First glimpse of the political life - and the first "Dear John" letter - in Can You Forgive Her?

Alice Vavasor writes to her finace, John Grey, what may be the original source of the term a "Dear John" letter - she won't go so far as to tell him she's breaking off their ridiculous engagement but she says I won't marry you this year, maybe next year. And John, sedentary and dull in his Cambridgeshire home, where he expects Alice to settle down with hm for an extraordinarily boring life, writes that he'll come right away to London to discuss this with her. Can't he see? Can't he read? She's not that into him!
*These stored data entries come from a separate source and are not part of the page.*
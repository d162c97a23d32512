//! Artifact types: compiled operations, variable bindings, decode plans.

use serde::{Deserialize, Serialize};

use loomql_core::{Construction, InputId, OperationKind, ResultBinding, SelectionNode, WireType};

/// One compiled variable: its name in the document, its wire type, and
/// the runtime input that supplies its value at call time.
///
/// Names are unique per operation. The same originating input used twice
/// in a selection yields one binding, referenced twice.
#[derive(Debug, Clone, PartialEq, Serialize, Deserialize)]
pub struct VariableBinding {
    pub name: String,
    pub wire_type: WireType,
    pub input: InputId,
}

/// One step of the decode plan.
///
/// Steps mirror the emitted selection tree node for node: scalar fields
/// become extract-and-convert leaves, object fields become nested steps
/// whose children assemble per the construction descriptor. The binding
/// tag is consumed uniformly regardless of construction style.
#[derive(Debug, Clone, PartialEq, Serialize, Deserialize)]
pub enum DecodeStep {
    /// Extract the response field and convert it into the bound slot.
    Scalar {
        field: String,
        binding: ResultBinding,
    },
    /// Decode a nested response object and assemble it.
    Object {
        field: String,
        binding: ResultBinding,
        construction: Construction,
        children: Vec<DecodeStep>,
    },
}

impl DecodeStep {
    pub fn field(&self) -> &str {
        match self {
            Self::Scalar { field, .. } | Self::Object { field, .. } => field,
        }
    }

    pub fn binding(&self) -> &ResultBinding {
        match self {
            Self::Scalar { binding, .. } | Self::Object { binding, .. } => binding,
        }
    }
}

/// Decode plan for one operation.
///
/// Decoding convention: when `roots` holds a single step, the operation
/// result *is* that step's decoded value; with several roots the result
/// type is assembled from them like any object node.
#[derive(Debug, Clone, PartialEq, Serialize, Deserialize)]
pub struct DecodePlan {
    /// The caller's declared result type.
    pub result_type: String,
    /// How the roots assemble into the result type when there are
    /// several of them.
    pub construction: Construction,
    pub roots: Vec<DecodeStep>,
}

impl DecodePlan {
    /// Field names in decode order (pre-order walk).
    ///
    /// By construction this equals the order the document emitter visited
    /// fields in; tests assert the correspondence.
    pub fn field_order(&self) -> Vec<String> {
        fn walk(steps: &[DecodeStep], out: &mut Vec<String>) {
            for step in steps {
                out.push(step.field().to_string());
                if let DecodeStep::Object { children, .. } = step {
                    walk(children, out);
                }
            }
        }

        let mut out = Vec::new();
        walk(&self.roots, &mut out);
        out
    }

    pub fn step_count(&self) -> usize {
        fn count(steps: &[DecodeStep]) -> usize {
            steps
                .iter()
                .map(|step| match step {
                    DecodeStep::Scalar { .. } => 1,
                    DecodeStep::Object { children, .. } => 1 + count(children),
                })
                .sum()
        }
        count(&self.roots)
    }
}

/// The final artifact for one call site.
///
/// Created once per successful call site; immutable; exclusively owns its
/// selection tree (fragments were expanded by value, so two call sites
/// sharing a fragment share nothing).
#[derive(Debug, Clone, PartialEq, Serialize, Deserialize)]
pub struct CompiledOperation {
    pub kind: OperationKind,
    pub name: Option<String>,
    /// Ordered as the variables appear in the document signature.
    pub variables: Vec<VariableBinding>,
    /// Expanded, fragment-free, variable-lifted selection tree.
    pub selection: Vec<SelectionNode>,
    /// Canonical document text. Byte-stable across rebuilds.
    pub document: String,
    pub decode_plan: DecodePlan,
}
//! Error reporting: structured, call-site-scoped diagnostics.
//!
//! Every compile-time problem surfaces as a diagnostic attached to its
//! originating call site; the driver continues with remaining sites
//! regardless. There is no runtime fallback.

mod message;
mod printer;


use loomql_core::{ModuleId, Span};

pub use message::{DiagnosticKind, DiagnosticMessage, RelatedInfo, Severity};
pub use printer::DiagnosticsPrinter;

/// Ordered collection of diagnostic messages.
#[derive(Debug, Clone, Default)]
pub struct Diagnostics {
    messages: Vec<DiagnosticMessage>,
}

#[must_use = "diagnostic not emitted, call .emit()"]
pub struct DiagnosticBuilder<'a> {
    diagnostics: &'a mut Diagnostics,
    message: DiagnosticMessage,
}

impl Diagnostics {
    pub fn new() -> Self {
        Self {
            messages: Vec::new(),
        }
    }

    /// Create a diagnostic with the given kind and location.
    ///
    /// Uses the kind's default message. Call `.message()` on the builder
    /// to provide detail.
    pub fn report(
        &mut self,
        kind: DiagnosticKind,
        module: ModuleId,
        span: Span,
    ) -> DiagnosticBuilder<'_> {
        DiagnosticBuilder {
            diagnostics: self,
            message: DiagnosticMessage::new(kind, module, span, kind.fallback_message()),
        }
    }

    pub fn is_empty(&self) -> bool {
        self.messages.is_empty()
    }

    pub fn len(&self) -> usize {
        self.messages.len()
    }

    pub fn iter(&self) -> impl Iterator<Item = &DiagnosticMessage> {
        self.messages.iter()
    }

    pub fn has_errors(&self) -> bool {
        self.messages.iter().any(|d| d.is_error())
    }

    pub fn has_warnings(&self) -> bool {
        self.messages.iter().any(|d| d.is_warning())
    }

    pub fn error_count(&self) -> usize {
        self.messages.iter().filter(|d| d.is_error()).count()
    }

    pub fn warning_count(&self) -> usize {
        self.messages.iter().filter(|d| d.is_warning()).count()
    }

    pub fn extend(&mut self, other: Diagnostics) {
        self.messages.extend(other.messages);
    }

    pub fn printer(&self) -> DiagnosticsPrinter<'_, '_> {
        DiagnosticsPrinter::new(self)
    }

    /// Plain one-line-per-diagnostic rendering, without source snippets.
    pub fn render(&self) -> String {
        self.printer().render()
    }
}

impl<'a> IntoIterator for &'a Diagnostics {
    type Item = &'a DiagnosticMessage;
    type IntoIter = std::slice::Iter<'a, DiagnosticMessage>;

    fn into_iter(self) -> Self::IntoIter {
        self.messages.iter()
    }
}

impl<'a> DiagnosticBuilder<'a> {
    /// Provide custom detail, rendered using the kind's template.
    pub fn message(mut self, msg: impl Into<String>) -> Self {
        let detail = msg.into();
        self.message.message = self.message.kind.message(Some(&detail));
        self
    }

    pub fn related_to(
        mut self,
        module: ModuleId,
        span: Span,
        msg: impl Into<String>,
    ) -> Self {
        self.message.related.push(RelatedInfo::new(module, span, msg));
        self
    }

    pub fn hint(mut self, msg: impl Into<String>) -> Self {
        self.message.hints.push(msg.into());
        self
    }

    pub fn emit(self) {
        self.diagnostics.messages.push(self.message);
    }
}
Trollope is to put in mildly not the most introspective of novelists, but we are getting to see a bit more what makes Alice tick, as she indicates she wants more out of life than Cambridgeshire (Trollope can be quite funny at times - and his account of C-shire as the most boring of all English scenery is a good example). Amusingly, she notes that god forfend she's not thinking about becoming a doctor or a lawyer - Trollope is forward thinking but his characters don't push boundaries in that way - but she would like a life that makes a difference, and she thinks a little about her cousin George's campaign for Parliament (as a Radical - we don't know exactly what that means in the 1860s, but hats off to Trollope!), the first glimpse of what this novel, Can You Forgive Her?, as the first in the Palliser series may become - not the conventional English novel of love lost and regained, but an account of power politics at work in the Victorian era. George is so obviously the right partner for Alice, but he's also so obviously a difficult and independent man, not the easiest catch and not the easiest life partner.